Although "The Ragamuffin Gospel" had been on my "to be read" book for a long time, this was my first Brennan Manning book. My expectations were very high based on all I've heard about The Ragamuffin Gospel and, as a result, I was somewhat disappointed. (My disappointment increased after I started reading Ragamuffin Gospel.) I would not recommend this unless you just want to read all of his books.
This "new" book is not entirely new. The first and sections previously were published as separate books about the story of Willie Juan. "Morning" is from his earlier out-of-print book "The Boy Who Cried Abba: A Parable of Trust and Acceptance" and is the story of a scarred and nearly friendless young boy who meets the Medicine Man aka the Man of Sorrows (Jesus) and learns about Abba's love. In "Noon," previously published as "The Journey of the Prodigal: A Parable of Sin and Redemption", Willie Juan is an adult who experiences fame, fortune, love, loss, and grief and forgets the Medicine Man but at the end re-experiences the love. The last section, "Twilight," is new for this book and completes the story of Willie Juan. The new part was the most difficult part for me to appreciate, partly because a miraculous event in the story was too distracting for me to find the parable meaning application.
I think there are a couple reasons why this book was disappointing. The first is that it is very much autobiographical to the author and that made it feel less applicable to me. Also, I often didn't understand the parable meaning of specific parts of the story. I don't know if the failure was in me or in the writing, but I didn't have an emotional or spiritual connection to the book except in a few places. That being said, there are some lovely parts in the book, about God's love and forgiveness. I don't think this book will become as important as Ragamuffin Gospel but there are many people who will read it and remember how much God loves them and that will be a good thing.

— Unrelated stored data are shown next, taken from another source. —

use clap::Parser;
use polyagent::cli::{commands, Cli, Commands};
use polyagent::config::AppConfig;
use polyagent::error::{PolyagentError, Result};
use tracing::warn;
use tracing_subscriber::EnvFilter;

#[tokio::main]
async fn main() -> Result<()> {
    let cli = Cli::parse();

    let config = AppConfig::load_from(&cli.config_dir)?;
    init_logging(&config.logging.level);

    if let Err(errors) = config.validate() {
        for error in &errors {
            warn!("Config: {error}");
        }
        return Err(PolyagentError::Validation(errors.join("; ")));
    }

    let ctx = commands::AppContext::init(config).await?;

    let result = match &cli.command {
        Commands::Markets { limit, sort_by } => commands::markets(&ctx, *limit, sort_by).await,
        Commands::Trending { limit } => commands::trending(&ctx, *limit).await,
        Commands::Events { limit, sort_by } => commands::events(&ctx, *limit, sort_by).await,
        Commands::News { keywords } => commands::news(&ctx, keywords).await,
        Commands::Ask { question } => commands::ask(&ctx, question).await,
        Commands::AskMarkets { question } => commands::ask_markets(&ctx, question).await,
        Commands::Superforecaster {
            event_title,
            question,
            outcome,
        } => commands::superforecaster(&ctx, event_title, question, outcome).await,
        Commands::IndexMarkets { directory } => commands::index_markets(&ctx, directory).await,
        Commands::QueryIndex { directory, query } => {
            commands::query_index(&ctx, directory, query).await
        }
        Commands::Trade => commands::trade(&ctx).await,
        Commands::CreateMarket => commands::create_market(&ctx).await,
        Commands::History { collection, limit } => {
            commands::history(&ctx, collection, *limit).await
        }
    };

    ctx.history.close().await;
    result
}

fn init_logging(level: &str) {
    let filter = EnvFilter::try_from_default_env()
        .unwrap_or_else(|_| EnvFilter::new(format!("{level},sqlx=warn")));

    let _ = tracing_subscriber::fmt().with_env_filter(filter).try_init();
}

After I read this book, I went back and started "The Ragamuffin Gospel." Now I understand why people make such a big deal about Brennan Manning. I'm not quite done with it, but now that I've read a good bit of it, I find "Patched Together" even more lacking. I'll write about Ragamuffin Gospel when I'm done with it, but for now if you only read one Brennan Manning book, it should definitely be Ragamuffin Gospel.
I received Patched Together free from Amazon under the Vine review program.